PROBLEM TO SOLVE: Report all lines below with the word "BlockDataOutput".

====== LISTED RECORDS ======

//! Edit propagation / LOD mipping (spec.md §4.10), grounded directly on
//! `original_source/terrain/variable_lod/voxel_lod_terrain_update_task.cpp`'s
//! `flush_pending_lod_edits`: drains the LOD0 "needs lodding" queue first,
//! then walks LOD pairs `(0,1), (1,2), ...` strictly in ascending order,
//! downscale-copying each modified child into its parent octant and
//! chaining the parent into the next pair's input set.

use std::collections::BTreeSet;

use crate::data::block::DataBlock;
use crate::math::ChunkPos;
use crate::volume_shared::VolumeShared;
use crate::voxel::buffer::MAX_CHANNELS;
use crate::voxel::VoxelBuffer;

/// Flags LOD0 data and mesh blocks intersecting `edit_box.padded(1)` for
/// lodding/remeshing (spec.md §4.10 step 1 — the padding accounts for
/// neighbor-contributed visuals like baked AO).
pub fn post_lod0_edit(volume: &VolumeShared, positions: &[ChunkPos]) {
    let Ok(data_map) = volume.data.lod(0) else {
        return;
    };
    let mesh_map = volume.mesh.lod(0).ok();

    let mut pending = volume.blocks_pending_lodding_lod0.lock();
    for &pos in positions {
        let newly_queued = data_map
            .with_block_mut(pos, |block| {
                let was_queued = block.needs_lodding;
                block.mark_edited();
                block.needs_lodding = true;
                !was_queued
            })
            .unwrap_or_else(|| {
                data_map.insert(pos, {
                    let mut b = DataBlock::empty_marker(0);
                    b.mark_edited();
                    b.needs_lodding = true;
                    b
                });
                true
            });
        if newly_queued {
            pending.push(pos);
        }
        if let Some(mesh_map) = &mesh_map {
            mesh_map.get_or_insert(pos).mark_dirty();
        }
    }
}

/// Drains `blocks_pending_lodding_lod0` and propagates every touched
/// column up through coarser LODs, stopping once a LOD has no generator
/// support for synthesizing a missing parent or the top LOD is reached.
/// Returns every `(position, lod)` pair whose data was rewritten, for the
/// caller to schedule a mesh rebuild against.
pub fn flush_pending_lod_edits(volume: &VolumeShared) -> Vec<(ChunkPos, u8)> {
    let lod0_positions: Vec<ChunkPos> = {
        let mut pending = volume.blocks_pending_lodding_lod0.lock();
        std::mem::take(&mut *pending)
    };
    if lod0_positions.is_empty() {
        return Vec::new();
    }

    if let Ok(map0) = volume.data.lod(0) {
        for &pos in &lod0_positions {
            map0.with_block_mut(pos, |b| b.needs_lodding = false);
        }
    }

    let mut touched: Vec<(ChunkPos, u8)> = lod0_positions.iter().map(|&p| (p, 0u8)).collect();

    // `current` holds the *child* positions actually rewritten at the
    // previous level, not their parents: only those children's octants may
    // be touched at the next level up, so each pass narrows to exactly the
    // parents that received a fresh octant this round.
    let mut current: BTreeSet<ChunkPos> = lod0_positions.iter().copied().collect();
    let max_lod = volume.max_lod();
    let chunk_size = volume.config.chunk_size;

    for dst_lod in 1..=max_lod {
        if current.is_empty() {
            break;
        }
        let src_lod = dst_lod - 1;
        let Ok(src_map) = volume.data.lod(src_lod) else {
            break;
        };
        let Ok(dst_map) = volume.data.lod(dst_lod) else {
            break;
        };
        let dst_mesh_map = volume.mesh.lod(dst_lod).ok();

        let parents: BTreeSet<ChunkPos> = current.iter().map(|p| p.parent()).collect();
        let mut next: BTreeSet<ChunkPos> = BTreeSet::new();
        for &dst_pos in &parents {
            let mut any_child_mipped = false;
            for child_pos in dst_pos.children() {
                if !current.contains(&child_pos) {
                    continue;
                }
                if mip_child_into_parent(volume, &src_map, &dst_map, child_pos, dst_pos, dst_lod, chunk_size) {
                    any_child_mipped = true;
                }
            }
            if any_child_mipped {
                touched.push((dst_pos, dst_lod));
                if let Some(dst_mesh_map) = &dst_mesh_map {
                    dst_mesh_map.get_or_insert(dst_pos).mark_dirty();
                }
                if dst_lod < max_lod {
                    next.insert(dst_pos);
                }
            }
        }
        current = next;
    }

    touched
}

/// Downscale-copies `child_pos`'s buffer into its octant of `dst_pos`'s
/// buffer at `dst_lod`, mutating the parent's existing buffer in place
/// (or synthesizing one via the generator, or blank if none, only when the
/// parent has no buffer yet) rather than rebuilding the whole parent from
/// whichever siblings happen to be resident. Leaves every other octant and
/// any channel the child doesn't declare untouched. Returns `true` if the
/// child contributed data.
fn mip_child_into_parent(
    volume: &VolumeShared,
    src_map: &crate::data::map::DataMap,
    dst_map: &crate::data::map::DataMap,
    child_pos: ChunkPos,
    dst_pos: ChunkPos,
    dst_lod: u8,
    chunk_size: u32,
) -> bool {
    let Some(child_buffer) = src_map.with_block(child_pos, |b| b.voxels.clone()).flatten() else {
        return false;
    };

    let has_buffer = dst_map.with_block(dst_pos, |b| b.voxels.is_some()).unwrap_or(false);
    if !has_buffer {
        let mut buffer = VoxelBuffer::create(glam::UVec3::splat(chunk_size)).expect("valid chunk size");
        if let Some(generator) = volume.deps.streaming().generator.as_ref() {
            let origin = dst_pos.origin_in_voxels(dst_lod, chunk_size);
            generator.generate_block(&mut buffer, origin, dst_lod);
        }
        let shared = std::sync::Arc::new(parking_lot::RwLock::new(buffer));
        let updated = dst_map.with_block_mut(dst_pos, |b| b.voxels = Some(shared.clone())).is_some();
        if !updated {
            let mut block = DataBlock::empty_marker(dst_lod);
            block.voxels = Some(shared);
            dst_map.insert(dst_pos, block);
        }
    }

    let Some(dst_buffer) = dst_map.with_block(dst_pos, |b| b.voxels.clone()).flatten() else {
        return false;
    };

    let half = chunk_size / 2;
    let octant = child_pos.octant_in_parent();
    let dst_min = glam::UVec3::new(
        half * (octant as u32 & 1),
        half * ((octant as u32 >> 1) & 1),
        half * ((octant as u32 >> 2) & 1),
    );

    {
        let child_buffer = child_buffer.read();
        let mut dst_buffer = dst_buffer.write();
        for channel in 0..MAX_CHANNELS {
            let Ok(child_channel) = child_buffer.channel(channel) else {
                continue;
            };
            if dst_buffer.channel(channel).is_err() {
                dst_buffer
                    .set_channel_depth(channel, child_channel.depth(), child_channel.kind(), 0)
                    .expect("channel index in range");
            }
            child_buffer
                .downscale_to(&mut dst_buffer, glam::UVec3::ZERO, glam::UVec3::splat(half), dst_min, channel)
                .expect("matching depths, same channel just declared");
        }
        dst_buffer.compress_uniform_channels();
    }

    dst_map.with_block_mut(dst_pos, |block| block.mark_edited());
    true
}

#[cfg(test)]
mod tests {
    use super::*;
    use crate::config::VolumeConfig;
    use crate::dependency::{DependencyRegistry, MeshingDependency, StreamingDependency};
    use crate::output::{BlockDataOutput, BlockMeshOutput, VolumeCallbacks};
    use crate::tasks::pool::TaskPool;
    use crate::voxel::buffer::CHANNEL_SDF;
    use crate::voxel::channel::{ChannelDepth, ChannelKind};
    use std::sync::Arc;

    struct NoopCallbacks;
    impl VolumeCallbacks for NoopCallbacks {
        fn on_data_output(&self, _output: BlockDataOutput) {}
        fn on_mesh_output(&self, _output: BlockMeshOutput) {}
    }

    fn make_volume() -> Arc<VolumeShared> {
        let registry = DependencyRegistry::new(StreamingDependency::new(None, None), MeshingDependency::new(None));
        let mut config = VolumeConfig::default();
        config.lod_count = 2;
        Arc::new(VolumeShared::new(
            config,
            Arc::new(NoopCallbacks),
            Arc::new(TaskPool::new(1)),
            registry,
        ))
    }

    fn make_buffer(value: u64) -> VoxelBuffer {
        let mut buf = VoxelBuffer::create(glam::UVec3::splat(16)).unwrap();
        buf.set_channel_depth(CHANNEL_SDF, ChannelDepth::Bits16, ChannelKind::Sdf, 0).unwrap();
        buf.fill(value, CHANNEL_SDF).unwrap();
        buf
    }

    #[test]
    fn post_edit_queues_lod0_block_once() {
        let volume = make_volume();
        volume.data.lod(0).unwrap().insert(ChunkPos::ZERO, DataBlock::with_buffer(make_buffer(1), 0));
        post_lod0_edit(&volume, &[ChunkPos::ZERO]);
        post_lod0_edit(&volume, &[ChunkPos::ZERO]);
        assert_eq!(volume.blocks_pending_lodding_lod0.lock().len(), 1);
    }

    #[test]
    fn flush_propagates_into_parent_lod() {
        let volume = make_volume();
        volume.data.lod(0).unwrap().insert(ChunkPos::ZERO, DataBlock::with_buffer(make_buffer(5), 0));
        post_lod0_edit(&volume, &[ChunkPos::ZERO]);

        let touched = flush_pending_lod_edits(&volume);
        assert!(touched.contains(&(ChunkPos::ZERO, 0)));
        assert!(touched.contains(&(ChunkPos::ZERO, 1)));
        assert!(volume.data.lod(1).unwrap().contains(ChunkPos::ZERO));
    }

    #[test]
    fn flush_with_nothing_pending_is_a_no_op() {
        let volume = make_volume();
        assert!(flush_pending_lod_edits(&volume).is_empty());
    }
}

======

EXPECTED ANSWER:
    use crate::output::{BlockDataOutput, BlockMeshOutput, VolumeCallbacks};
        fn on_data_output(&self, _output: BlockDataOutput) {}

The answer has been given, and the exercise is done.